◆ DATA FOR THE TASK:
BEGIN

//! Event snapshots handed to analysis tasks
//!
//! Two flavours exist, mirroring the reconstruction output:
//! - [`EsdEvent`]: full reconstruction with trigger inputs, FastOR map and
//!   optional MC truth. Used by the CEP trigger study.
//! - [`AodEvent`]: reduced analysis data with PID signals and detector
//!   channels. Used by the template task.
//!
//! Events are read one per line as JSON, tagged by `"kind"`.

use serde::{Deserialize, Serialize};

use crate::fastor::FastOrMap;
use crate::kinematics::LorentzVector;

/// Charged pion mass (GeV), assigned to reconstructed tracks
pub const PION_MASS: f64 = 0.139_570_39;

/// One input event of either flavour
#[derive(Debug, Clone, Serialize, Deserialize)]
#[serde(tag = "kind", rename_all = "lowercase")]
pub enum InputEvent {
    Esd(EsdEvent),
    Aod(AodEvent),
}

impl InputEvent {
    pub fn as_esd(&self) -> Option<&EsdEvent> {
        match self {
            Self::Esd(esd) => Some(esd),
            Self::Aod(_) => None,
        }
    }

    pub fn as_aod(&self) -> Option<&AodEvent> {
        match self {
            Self::Aod(aod) => Some(aod),
            Self::Esd(_) => None,
        }
    }

    /// Short flavour name for logging
    pub fn kind(&self) -> &'static str {
        match self {
            Self::Esd(_) => "esd",
            Self::Aod(_) => "aod",
        }
    }
}

/// Reconstructed vertex
#[derive(Debug, Clone, Copy, PartialEq, Default, Serialize, Deserialize)]
#[serde(default)]
pub struct Vertex {
    pub x: f64,
    pub y: f64,
    pub z: f64,
    /// Position resolutions
    pub sigma_x: f64,
    pub sigma_y: f64,
    pub sigma_z: f64,
    pub n_contributors: u32,
}

impl Vertex {
    pub fn at_z(z: f64) -> Self {
        Self {
            z,
            ..Self::default()
        }
    }
}

// ═══════════════════════════════════════════════════════════════════════════════
// ESD
// ═══════════════════════════════════════════════════════════════════════════════

/// Offline trigger inputs of the forward detectors
#[derive(Debug, Clone, Copy, PartialEq, Eq, Hash, Serialize, Deserialize)]
pub enum OfflineTrigger {
    V0A,
    V0C,
    ADA,
    ADC,
}

/// Offline trigger decisions of one event
#[derive(Debug, Clone, Copy, PartialEq, Eq, Default, Serialize, Deserialize)]
#[serde(default)]
pub struct OfflineTriggers {
    pub v0a: bool,
    pub v0c: bool,
    pub ada: bool,
    pub adc: bool,
}

impl OfflineTriggers {
    pub fn is_fired(&self, trigger: OfflineTrigger) -> bool {
        match trigger {
            OfflineTrigger::V0A => self.v0a,
            OfflineTrigger::V0C => self.v0c,
            OfflineTrigger::ADA => self.ada,
            OfflineTrigger::ADC => self.adc,
        }
    }
}

/// Luminous region of the run
///
/// A width below 0.01 cm means the diamond was not measured along that axis.
#[derive(Debug, Clone, Copy, PartialEq, Default, Serialize, Deserialize)]
#[serde(default)]
pub struct BeamDiamond {
    pub x: f64,
    pub y: f64,
    pub z: f64,
    pub sigma_x: f64,
    pub sigma_y: f64,
    pub sigma_z: f64,
}

impl BeamDiamond {
    const MIN_SIGMA2: f64 = 1e-4;

    /// Largest accepted distance from the diamond centre, or infinity when the
    /// axis is unmeasured
    fn window(sigma: f64, n_sigma: f64, resolution: f64) -> f64 {
        if sigma * sigma < Self::MIN_SIGMA2 {
            f64::INFINITY
        } else {
            n_sigma * resolution
        }
    }
}

/// SPD pileup rejection parameters
#[derive(Debug, Clone, Copy, PartialEq, Serialize, Deserialize)]
#[serde(default)]
pub struct PileupCuts {
    /// Contributors needed for a pileup vertex to count
    pub min_contributors: u32,
    /// Minimal z distance to the primary vertex (cm)
    pub min_z_dist: f64,
    /// Minimal z distance in units of the combined z resolution
    pub n_sigma_z_dist: f64,
    /// Transverse window around the beam diamond, in units of the combined resolution
    pub n_sigma_diam_xy: f64,
    /// Longitudinal window around the beam diamond, in units of the diamond width
    pub n_sigma_diam_z: f64,
}

impl Default for PileupCuts {
    fn default() -> Self {
        Self {
            min_contributors: 3,
            min_z_dist: 0.8,
            n_sigma_z_dist: 3.0,
            n_sigma_diam_xy: 2.0,
            n_sigma_diam_z: 5.0,
        }
    }
}

/// Reconstructed ESD track
#[derive(Debug, Clone, PartialEq, Default, Serialize, Deserialize)]
#[serde(default)]
pub struct EsdTrack {
    pub px: f64,
    pub py: f64,
    pub pz: f64,
    pub charge: i8,
    /// Index into the MC stack, negative when no truth particle is linked
    pub label: i32,
    pub tpc_refit: bool,
    pub its_refit: bool,
    /// TPC clusters shared with other tracks
    pub tpc_shared_clusters: u16,
    /// Transverse distance of closest approach (cm)
    pub dca_xy: f64,
    /// Longitudinal distance of closest approach (cm)
    pub dca_z: f64,
}

impl EsdTrack {
    /// Four-momentum under the pion mass hypothesis
    pub fn momentum(&self) -> LorentzVector {
        LorentzVector::from_momentum_mass(self.px, self.py, self.pz, PION_MASS)
    }

    pub fn pt(&self) -> f64 {
        self.px.hypot(self.py)
    }

    pub fn eta(&self) -> f64 {
        self.momentum().eta()
    }
}

/// Calorimeter cluster with its MC truth link
#[derive(Debug, Clone, Copy, PartialEq, Default, Serialize, Deserialize)]
#[serde(default)]
pub struct EsdCaloCluster {
    pub energy: f64,
    pub label: i32,
}

/// Full reconstruction snapshot
#[derive(Debug, Clone, Default, Serialize, Deserialize)]
#[serde(default)]
pub struct EsdEvent {
    pub run: u32,
    pub event_number: u64,
    pub primary_vertex: Vertex,
    pub spd_pileup_vertices: Vec<Vertex>,
    pub diamond: BeamDiamond,
    pub triggers: OfflineTriggers,
    /// Fired-chip counters of SPD layer 0 and layer 1
    pub fired_chips: [u16; 2],
    pub fastor: FastOrMap,
    pub tracks: Vec<EsdTrack>,
    pub calo_clusters: Vec<EsdCaloCluster>,
    pub mc: Option<McEvent>,
}

impl EsdEvent {
    pub fn is_offline_trigger_fired(&self, trigger: OfflineTrigger) -> bool {
        self.triggers.is_fired(trigger)
    }

    /// Whether one of the SPD pileup vertices lies inside the beam diamond and
    /// is separated from the primary vertex along z by more than the cuts allow
    ///
    /// Never true when the primary vertex has no contributors.
    pub fn is_pileup_from_spd(&self, cuts: &PileupCuts) -> bool {
        let pv = &self.primary_vertex;
        if pv.n_contributors < 1 {
            return false;
        }
        let diamond = &self.diamond;
        let z_window = BeamDiamond::window(diamond.sigma_z, cuts.n_sigma_diam_z, diamond.sigma_z);

        self.spd_pileup_vertices.iter().any(|pile| {
            if pile.n_contributors < cuts.min_contributors {
                return false;
            }
            let dz = (pile.z - pv.z).abs();
            if dz <= cuts.min_z_dist || (pile.z - diamond.z).abs() >= z_window {
                return false;
            }

            let x_window = BeamDiamond::window(
                diamond.sigma_x,
                cuts.n_sigma_diam_xy,
                pile.sigma_x.hypot(diamond.sigma_x),
            );
            let y_window = BeamDiamond::window(
                diamond.sigma_y,
                cuts.n_sigma_diam_xy,
                pile.sigma_y.hypot(diamond.sigma_y),
            );
            (pile.x - diamond.x).abs() < x_window
                && (pile.y - diamond.y).abs() < y_window
                && dz > cuts.n_sigma_z_dist * pv.sigma_z.hypot(pile.sigma_z)
        })
    }

    /// MC event, provided its particle stack is present
    pub fn mc_event(&self) -> Option<&McEvent> {
        self.mc.as_ref().filter(|mc| mc.stack.is_some())
    }
}

// ═══════════════════════════════════════════════════════════════════════════════
// MC TRUTH
// ═══════════════════════════════════════════════════════════════════════════════

/// Generated particle
#[derive(Debug, Clone, Copy, PartialEq, Default, Serialize, Deserialize)]
#[serde(default)]
pub struct McParticle {
    pub pdg: i32,
    /// Electric charge in units of e
    pub charge: f64,
    /// Index of the first mother, negative for beam particles
    pub mother: i32,
    pub momentum: LorentzVector,
}

impl McParticle {
    pub fn is_neutral(&self) -> bool {
        self.charge == 0.0
    }
}

/// Particle stack of one generated event
#[derive(Debug, Clone, Default, Serialize, Deserialize)]
#[serde(default)]
pub struct McStack {
    pub particles: Vec<McParticle>,
    pub n_primary: usize,
    pub n_transported: usize,
}

impl McStack {
    pub fn n_tracks(&self) -> usize {
        self.particles.len()
    }

    /// Look up a particle by stack label
    pub fn particle(&self, label: i32) -> Option<&McParticle> {
        usize::try_from(label)
            .ok()
            .and_then(|i| self.particles.get(i))
    }

    /// Mother of the particle behind `label`
    pub fn mother_of(&self, label: i32) -> Option<&McParticle> {
        self.particle(label).and_then(|p| self.particle(p.mother))
    }
}

/// Generator-level information of one event
#[derive(Debug, Clone, Default, Serialize, Deserialize)]
#[serde(default)]
pub struct McEvent {
    /// Generator name, e.g. "Pythia"
    pub generator: String,
    /// Generator process code
    pub process_type: i32,
    pub stack: Option<McStack>,
}

// ═══════════════════════════════════════════════════════════════════════════════
// AOD
// ═══════════════════════════════════════════════════════════════════════════════

/// AOD track with PID signals
#[derive(Debug, Clone, Copy, PartialEq, Default, Serialize, Deserialize)]
#[serde(default)]
pub struct AodTrack {
    pub pt: f64,
    pub eta: f64,
    pub phi: f64,
    pub pdg: i32,
    /// Bit map of the track filters this track passed
    pub filter_map: u32,
    pub vx: f64,
    pub vy: f64,
    pub vz: f64,
    pub tpc_signal: f64,
    pub its_signal: f64,
    pub tof_signal: f64,
    pub trd_signal: f64,
    pub hmpid_signal: f64,
}

impl AodTrack {
    /// Whether the track passed any of the filters in `mask`
    pub fn test_filter_bit(&self, mask: u32) -> bool {
        self.filter_map & mask != 0
    }
}

/// Amplitude recorded in one detector cell or channel
#[derive(Debug, Clone, Copy, PartialEq, Default, Serialize, Deserialize)]
pub struct Channel {
    pub position: i16,
    pub amplitude: f64,
}

/// Calorimeter cluster made of cells
#[derive(Debug, Clone, Default, Serialize, Deserialize)]
#[serde(default)]
pub struct CaloCluster {
    pub cells: Vec<Channel>,
}

/// Reduced analysis snapshot
#[derive(Debug, Clone, Default, Serialize, Deserialize)]
#[serde(default)]
pub struct AodEvent {
    pub run: u32,
    pub event_number: u64,
    pub primary_vertex: Option<Vertex>,
    pub tracks: Vec<AodTrack>,
    pub calo_clusters: Vec<CaloCluster>,
    pub v0: Vec<Channel>,
    pub fmd: Vec<Channel>,
    pub ad: Vec<Channel>,
}

#[cfg(test)]
mod tests {
    use super::*;

    fn vertex(z: f64, sigma_z: f64, n_contributors: u32) -> Vertex {
        Vertex {
            z,
            sigma_z,
            n_contributors,
            ..Vertex::default()
        }
    }

    #[test]
    fn test_event_flavour_tag() {
        let json = r#"{"kind":"aod","run":1,"tracks":[{"pt":1.5,"filter_map":1}]}"#;
        let event: InputEvent = serde_json::from_str(json).unwrap();
        assert!(event.as_esd().is_none());
        let aod = event.as_aod().unwrap();
        assert_eq!(aod.tracks.len(), 1);
        assert!(aod.tracks[0].test_filter_bit(1));
        assert!(!aod.tracks[0].test_filter_bit(2));
        assert_eq!(event.kind(), "aod");
    }

    #[test]
    fn test_esd_defaults_from_sparse_json() {
        let json = r#"{"kind":"esd","fastor":[0,400],"triggers":{"v0a":true}}"#;
        let event: InputEvent = serde_json::from_str(json).unwrap();
        let esd = event.as_esd().unwrap();
        assert_eq!(esd.fastor.count(), 2);
        assert!(esd.is_offline_trigger_fired(OfflineTrigger::V0A));
        assert!(!esd.is_offline_trigger_fired(OfflineTrigger::ADC));
        assert!(esd.mc.is_none());
    }

    #[test]
    fn test_pileup_from_spd() {
        let cuts = PileupCuts::default();
        let mut esd = EsdEvent {
            primary_vertex: vertex(0.0, 0.05, 10),
            ..EsdEvent::default()
        };
        assert!(!esd.is_pileup_from_spd(&cuts));

        // too few contributors
        esd.spd_pileup_vertices = vec![vertex(2.0, 0.1, 2)];
        assert!(!esd.is_pileup_from_spd(&cuts));

        // too close in z
        esd.spd_pileup_vertices = vec![vertex(0.5, 0.1, 5)];
        assert!(!esd.is_pileup_from_spd(&cuts));

        // far but poorly measured
        esd.spd_pileup_vertices = vec![vertex(1.0, 0.5, 5)];
        assert!(!esd.is_pileup_from_spd(&cuts));

        esd.spd_pileup_vertices = vec![vertex(2.0, 0.1, 5)];
        assert!(esd.is_pileup_from_spd(&cuts));
    }

    #[test]
    fn test_pileup_needs_primary_contributors() {
        let esd = EsdEvent {
            primary_vertex: vertex(0.0, 0.05, 0),
            spd_pileup_vertices: vec![vertex(3.0, 0.1, 5)],
            ..EsdEvent::default()
        };
        assert!(!esd.is_pileup_from_spd(&PileupCuts::default()));
    }

    #[test]
    fn test_pileup_inside_beam_diamond() {
        let cuts = PileupCuts::default();
        let mut esd = EsdEvent {
            primary_vertex: vertex(0.0, 0.05, 10),
            diamond: BeamDiamond {
                sigma_x: 0.02,
                sigma_y: 0.02,
                sigma_z: 1.0,
                ..BeamDiamond::default()
            },
            ..EsdEvent::default()
        };

        esd.spd_pileup_vertices = vec![vertex(2.0, 0.1, 5)];
        assert!(esd.is_pileup_from_spd(&cuts));

        // beyond 5 sigma of the diamond along z
        esd.spd_pileup_vertices = vec![vertex(6.0, 0.1, 5)];
        assert!(!esd.is_pileup_from_spd(&cuts));

        // displaced transversely by more than 2 sigma (0.04 cm)
        esd.spd_pileup_vertices = vec![Vertex {
            x: 0.05,
            ..vertex(2.0, 0.1, 5)
        }];
        assert!(!esd.is_pileup_from_spd(&cuts));

        // unmeasured diamond: no transverse or longitudinal window
        esd.diamond = BeamDiamond::default();
        esd.spd_pileup_vertices = vec![Vertex {
            x: 0.05,
            ..vertex(6.0, 0.1, 5)
        }];
        assert!(esd.is_pileup_from_spd(&cuts));
    }

    #[test]
    fn test_mc_event_requires_stack() {
        let mut esd = EsdEvent {
            mc: Some(McEvent::default()),
            ..EsdEvent::default()
        };
        assert!(esd.mc_event().is_none());

        esd.mc = Some(McEvent {
            stack: Some(McStack::default()),
            ..McEvent::default()
        });
        assert!(esd.mc_event().is_some());
    }

    #[test]
    fn test_stack_lookup() {
        let stack = McStack {
            particles: vec![
                McParticle {
                    pdg: 2212,
                    mother: -1,
                    ..McParticle::default()
                },
                McParticle {
                    pdg: 22,
                    mother: 0,
                    ..McParticle::default()
                },
            ],
            n_primary: 2,
            n_transported: 0,
        };
        assert_eq!(stack.particle(1).map(|p| p.pdg), Some(22));
        assert!(stack.particle(-1).is_none());
        assert!(stack.particle(2).is_none());
        assert_eq!(stack.mother_of(1).map(|p| p.pdg), Some(2212));
        assert!(stack.mother_of(0).is_none());
    }
}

END

◆ DESCRIPTION OF THE TASK: Quote every line from the beginning of the entries up to and including the line that contains "CEP trigger study.".

◆ THE ANSWER:
//! Event snapshots handed to analysis tasks
//!
//! Two flavours exist, mirroring the reconstruction output:
//! - [`EsdEvent`]: full reconstruction with trigger inputs, FastOR map and
//!   optional MC truth. Used by the CEP trigger study.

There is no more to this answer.